*WHAT IS REQUIRED*
Every word of the data must be reproduced in your reply exactly.

Saved entries

★ ★ ★

#[test]
fn test_renegotiation_is_idempotent() {
    let stage = Stage::new(RateTag::default(), StageConfig::default());
    let peer = FakePeer::new(rate(32000));
    peer.attach_downstream(&stage);

    stage.negotiate(PadDirection::Input, &rate(44100)).unwrap();
    let first = (stage.src_caps(), stage.is_passthrough(), stage.is_in_place());
    stage.negotiate(PadDirection::Input, &rate(44100)).unwrap();
    let second = (stage.src_caps(), stage.is_passthrough(), stage.is_in_place());
    assert_eq!(first, second);
}

// ============================================================================
// Fixation
// ============================================================================

#[test]
fn test_enriched_fixed_caps_are_rechecked() {
    let stage = Stage::new(Layout, StageConfig::default());
    stage.negotiate(PadDirection::Input, &rate(48000)).unwrap();
    let out = stage.src_caps().unwrap();
    assert_eq!(out.structure(0).unwrap().get_str("layout"), Some("interleaved"));

    let stage = Stage::new(Layout, StageConfig::default());
    let peer = FakePeer::new(
        Caps::builder("audio/x-raw")
            .field("rate", 48000)
            .field("layout", "planar")
            .build(),
    );
    peer.attach_downstream(&stage);
    let err = stage.negotiate(PadDirection::Input, &rate(48000)).unwrap_err();
    assert!(matches!(err, NegotiationError::PeerRejected { .. }));
}

#[test]
fn test_unfixable_candidate() {
    let stage = Stage::new(Unfixable, StageConfig::default());
    let caps = Caps::builder("test/x").field("x", 1).build();
    let err = stage.negotiate(PadDirection::Input, &caps).unwrap_err();
    assert!(matches!(err, NegotiationError::CouldNotFixate { .. }));
    assert!(!stage.is_negotiated());
}

// ============================================================================
// Configure
// ============================================================================

#[test]
fn test_configure_failure_restores_flags() {
    let stage = Stage::new(SameRateOnly, StageConfig::default());
    stage.negotiate(PadDirection::Input, &rate(44100)).unwrap();
    assert!(stage.is_passthrough());
    assert!(stage.is_in_place());

    let err = stage.negotiate(PadDirection::Input, &rate(96000)).unwrap_err();
    assert!(matches!(err, NegotiationError::ConfigureFailed { .. }));
    assert!(!stage.is_negotiated());
    assert!(stage.is_passthrough());
    assert!(stage.is_in_place());
    assert_eq!(stage.src_caps(), Some(rate(44100)));
}

#[test]
fn test_delayed_configure_runs_on_first_buffer() {
    let stage = Stage::new(
        RateTag::default(),
        StageConfig::default().with_delay_configure(true),
    );
    stage.negotiate(PadDirection::Input, &rate(44100)).unwrap();
    assert_eq!(stage.imp().set_caps_calls.load(Ordering::SeqCst), 0);

    stage.process(Buffer::from_slice(&[0; 4], Metadata::new())).unwrap();
    assert_eq!(stage.imp().set_caps_calls.load(Ordering::SeqCst), 1);

    stage.process(Buffer::from_slice(&[0; 4], Metadata::new())).unwrap();
    assert_eq!(stage.imp().set_caps_calls.load(Ordering::SeqCst), 1);

    stage.reconfigure();
    stage.process(Buffer::from_slice(&[0; 4], Metadata::new())).unwrap();
    assert_eq!(stage.imp().set_caps_calls.load(Ordering::SeqCst), 2);
}

#[test]
fn test_reconfigure_src_follows_new_peer_caps() {
    let stage = Stage::new(RateTag::default(), StageConfig::default());
    let peer = FakePeer::any();
    peer.attach_downstream(&stage);
    stage.negotiate(PadDirection::Input, &rate(44100)).unwrap();
    assert!(stage.is_passthrough());

    peer.set_caps(rate(16000));
    peer.set_allocation(AllocationAnswer::Empty);
    stage.reconfigure_src();
    stage.process(Buffer::from_slice(&[0; 4], Metadata::new())).unwrap();

    assert_eq!(stage.src_caps(), Some(rate(16000)));
    assert!(!stage.is_passthrough());
}

#[test]
fn test_reconfigure_survives_negotiating_peer() {
    let stage = Stage::new(RateTag::default(), StageConfig::default());
    let peer = FakePeer::any();
    peer.attach_downstream(&stage);
    stage.negotiate(PadDirection::Input, &rate(44100)).unwrap();

    peer.set_caps(rate(16000));
    peer.set_allocation(AllocationAnswer::Empty);
    peer.set_negotiating(true);
    stage.reconfigure_src();
    stage.process(Buffer::from_slice(&[0; 4], Metadata::new())).unwrap();
    assert_eq!(stage.src_caps(), Some(rate(44100)));
    assert!(stage.src_pad().needs_reconfigure());

    peer.set_negotiating(false);
    stage.process(Buffer::from_slice(&[0; 4], Metadata::new())).unwrap();
    assert_eq!(stage.src_caps(), Some(rate(16000)));
    assert!(!stage.src_pad().needs_reconfigure());
}

#[test]
fn test_failed_reconfigure_is_retried_on_next_buffer() {
    let stage = Stage::new(RateTag::default(), StageConfig::default());
    let peer = FakePeer::any();
    peer.attach_downstream(&stage);
    stage.negotiate(PadDirection::Input, &rate(44100)).unwrap();

    peer.set_caps(rate(16000));
    peer.set_allocation(AllocationAnswer::Empty);
    peer.set_accept(false);
    stage.reconfigure_src();
    assert!(stage.process(Buffer::from_slice(&[0; 4], Metadata::new())).is_err());
    assert!(!stage.is_negotiated());
    assert!(stage.src_pad().needs_reconfigure());

    peer.set_accept(true);
    stage.process(Buffer::from_slice(&[0; 4], Metadata::new())).unwrap();
    assert!(stage.is_negotiated());
    assert_eq!(stage.src_caps(), Some(rate(16000)));
    assert!(!stage.src_pad().needs_reconfigure());
}

// ============================================================================
// Caps queries and suggestions
// ============================================================================

#[test]
fn test_query_caps_maps_peer_caps() {
    let stage = Stage::new(RateTag::default(), StageConfig::default());
    let peer = FakePeer::new(rate(32000));
    peer.attach_downstream(&stage);

    // Passthrough preference offers the peer's format first.
    let caps = stage.query_caps(PadDirection::Input, None);
    assert_eq!(caps.structure(0).unwrap().get_int("rate"), Some(32000));
    assert!(stage.accept_caps(PadDirection::Input, &rate(96000)));

    stage.set_prefer_passthrough(false);
    let caps = stage.query_caps(PadDirection::Input, None);
    assert_eq!(caps.len(), 1);
    assert_eq!(caps.structure(0).unwrap().get_int("rate"), None);
}

#[test]
fn test_suggestion_asks_upstream_and_leads_queries() {
    let stage = Stage::new(RateTag::default(), StageConfig::default());
    let upstream = FakePeer::any();
    upstream.attach_upstream(&stage);

    assert!(stage.suggest(Some(rate(32000)), Some(1024)));
    assert_eq!(upstream.events(), vec!["reconfigure"]);
    assert_eq!(stage.suggested_size(), Some(1024));

    let caps = stage.query_caps(PadDirection::Input, None);
    assert_eq!(caps.structure(0).unwrap().get_int("rate"), Some(32000));
}

#[test]
fn test_linked_stages_negotiate_through() {
    let first = Stage::new(RateTag::default(), StageConfig::default().with_name("first"));
    let second = Stage::new(RateTag::default(), StageConfig::default().with_name("second"));
    link(&first, &second);

    first.negotiate(PadDirection::Input, &rate(96000)).unwrap();
    let mid = first.src_caps().unwrap();
    assert_eq!(mid, rate(48000));

    second.negotiate(PadDirection::Input, &mid).unwrap();
    assert!(second.is_passthrough());
    assert_eq!(second.src_caps(), Some(rate(48000)));
}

★ ★ ★

*SOLUTION TO THIS EXERCISE*
#[test]
fn test_renegotiation_is_idempotent() {
    let stage = Stage::new(RateTag::default(), StageConfig::default());
    let peer = FakePeer::new(rate(32000));
    peer.attach_downstream(&stage);

    stage.negotiate(PadDirection::Input, &rate(44100)).unwrap();
    let first = (stage.src_caps(), stage.is_passthrough(), stage.is_in_place());
    stage.negotiate(PadDirection::Input, &rate(44100)).unwrap();
    let second = (stage.src_caps(), stage.is_passthrough(), stage.is_in_place());
    assert_eq!(first, second);
}

// ============================================================================
// Fixation
// ============================================================================

#[test]
fn test_enriched_fixed_caps_are_rechecked() {
    let stage = Stage::new(Layout, StageConfig::default());
    stage.negotiate(PadDirection::Input, &rate(48000)).unwrap();
    let out = stage.src_caps().unwrap();
    assert_eq!(out.structure(0).unwrap().get_str("layout"), Some("interleaved"));

    let stage = Stage::new(Layout, StageConfig::default());
    let peer = FakePeer::new(
        Caps::builder("audio/x-raw")
            .field("rate", 48000)
            .field("layout", "planar")
            .build(),
    );
    peer.attach_downstream(&stage);
    let err = stage.negotiate(PadDirection::Input, &rate(48000)).unwrap_err();
    assert!(matches!(err, NegotiationError::PeerRejected { .. }));
}

#[test]
fn test_unfixable_candidate() {
    let stage = Stage::new(Unfixable, StageConfig::default());
    let caps = Caps::builder("test/x").field("x", 1).build();
    let err = stage.negotiate(PadDirection::Input, &caps).unwrap_err();
    assert!(matches!(err, NegotiationError::CouldNotFixate { .. }));
    assert!(!stage.is_negotiated());
}

// ============================================================================
// Configure
// ============================================================================

#[test]
fn test_configure_failure_restores_flags() {
    let stage = Stage::new(SameRateOnly, StageConfig::default());
    stage.negotiate(PadDirection::Input, &rate(44100)).unwrap();
    assert!(stage.is_passthrough());
    assert!(stage.is_in_place());

    let err = stage.negotiate(PadDirection::Input, &rate(96000)).unwrap_err();
    assert!(matches!(err, NegotiationError::ConfigureFailed { .. }));
    assert!(!stage.is_negotiated());
    assert!(stage.is_passthrough());
    assert!(stage.is_in_place());
    assert_eq!(stage.src_caps(), Some(rate(44100)));
}

#[test]
fn test_delayed_configure_runs_on_first_buffer() {
    let stage = Stage::new(
        RateTag::default(),
        StageConfig::default().with_delay_configure(true),
    );
    stage.negotiate(PadDirection::Input, &rate(44100)).unwrap();
    assert_eq!(stage.imp().set_caps_calls.load(Ordering::SeqCst), 0);

    stage.process(Buffer::from_slice(&[0; 4], Metadata::new())).unwrap();
    assert_eq!(stage.imp().set_caps_calls.load(Ordering::SeqCst), 1);

    stage.process(Buffer::from_slice(&[0; 4], Metadata::new())).unwrap();
    assert_eq!(stage.imp().set_caps_calls.load(Ordering::SeqCst), 1);

    stage.reconfigure();
    stage.process(Buffer::from_slice(&[0; 4], Metadata::new())).unwrap();
    assert_eq!(stage.imp().set_caps_calls.load(Ordering::SeqCst), 2);
}

#[test]
fn test_reconfigure_src_follows_new_peer_caps() {
    let stage = Stage::new(RateTag::default(), StageConfig::default());
    let peer = FakePeer::any();
    peer.attach_downstream(&stage);
    stage.negotiate(PadDirection::Input, &rate(44100)).unwrap();
    assert!(stage.is_passthrough());

    peer.set_caps(rate(16000));
    peer.set_allocation(AllocationAnswer::Empty);
    stage.reconfigure_src();
    stage.process(Buffer::from_slice(&[0; 4], Metadata::new())).unwrap();

    assert_eq!(stage.src_caps(), Some(rate(16000)));
    assert!(!stage.is_passthrough());
}

#[test]
fn test_reconfigure_survives_negotiating_peer() {
    let stage = Stage::new(RateTag::default(), StageConfig::default());
    let peer = FakePeer::any();
    peer.attach_downstream(&stage);
    stage.negotiate(PadDirection::Input, &rate(44100)).unwrap();

    peer.set_caps(rate(16000));
    peer.set_allocation(AllocationAnswer::Empty);
    peer.set_negotiating(true);
    stage.reconfigure_src();
    stage.process(Buffer::from_slice(&[0; 4], Metadata::new())).unwrap();
    assert_eq!(stage.src_caps(), Some(rate(44100)));
    assert!(stage.src_pad().needs_reconfigure());

    peer.set_negotiating(false);
    stage.process(Buffer::from_slice(&[0; 4], Metadata::new())).unwrap();
    assert_eq!(stage.src_caps(), Some(rate(16000)));
    assert!(!stage.src_pad().needs_reconfigure());
}

#[test]
fn test_failed_reconfigure_is_retried_on_next_buffer() {
    let stage = Stage::new(RateTag::default(), StageConfig::default());
    let peer = FakePeer::any();
    peer.attach_downstream(&stage);
    stage.negotiate(PadDirection::Input, &rate(44100)).unwrap();

    peer.set_caps(rate(16000));
    peer.set_allocation(AllocationAnswer::Empty);
    peer.set_accept(false);
    stage.reconfigure_src();
    assert!(stage.process(Buffer::from_slice(&[0; 4], Metadata::new())).is_err());
    assert!(!stage.is_negotiated());
    assert!(stage.src_pad().needs_reconfigure());

    peer.set_accept(true);
    stage.process(Buffer::from_slice(&[0; 4], Metadata::new())).unwrap();
    assert!(stage.is_negotiated());
    assert_eq!(stage.src_caps(), Some(rate(16000)));
    assert!(!stage.src_pad().needs_reconfigure());
}

// ============================================================================
// Caps queries and suggestions
// ============================================================================

#[test]
fn test_query_caps_maps_peer_caps() {
    let stage = Stage::new(RateTag::default(), StageConfig::default());
    let peer = FakePeer::new(rate(32000));
    peer.attach_downstream(&stage);

    // Passthrough preference offers the peer's format first.
    let caps = stage.query_caps(PadDirection::Input, None);
    assert_eq!(caps.structure(0).unwrap().get_int("rate"), Some(32000));
    assert!(stage.accept_caps(PadDirection::Input, &rate(96000)));

    stage.set_prefer_passthrough(false);
    let caps = stage.query_caps(PadDirection::Input, None);
    assert_eq!(caps.len(), 1);
    assert_eq!(caps.structure(0).unwrap().get_int("rate"), None);
}

#[test]
fn test_suggestion_asks_upstream_and_leads_queries() {
    let stage = Stage::new(RateTag::default(), StageConfig::default());
    let upstream = FakePeer::any();
    upstream.attach_upstream(&stage);

    assert!(stage.suggest(Some(rate(32000)), Some(1024)));
    assert_eq!(upstream.events(), vec!["reconfigure"]);
    assert_eq!(stage.suggested_size(), Some(1024));

    let caps = stage.query_caps(PadDirection::Input, None);
    assert_eq!(caps.structure(0).unwrap().get_int("rate"), Some(32000));
}

#[test]
fn test_linked_stages_negotiate_through() {
    let first = Stage::new(RateTag::default(), StageConfig::default().with_name("first"));
    let second = Stage::new(RateTag::default(), StageConfig::default().with_name("second"));
    link(&first, &second);

    first.negotiate(PadDirection::Input, &rate(96000)).unwrap();
    let mid = first.src_caps().unwrap();
    assert_eq!(mid, rate(48000));

    second.negotiate(PadDirection::Input, &mid).unwrap();
    assert!(second.is_passthrough());
    assert_eq!(second.src_caps(), Some(rate(48000)));
}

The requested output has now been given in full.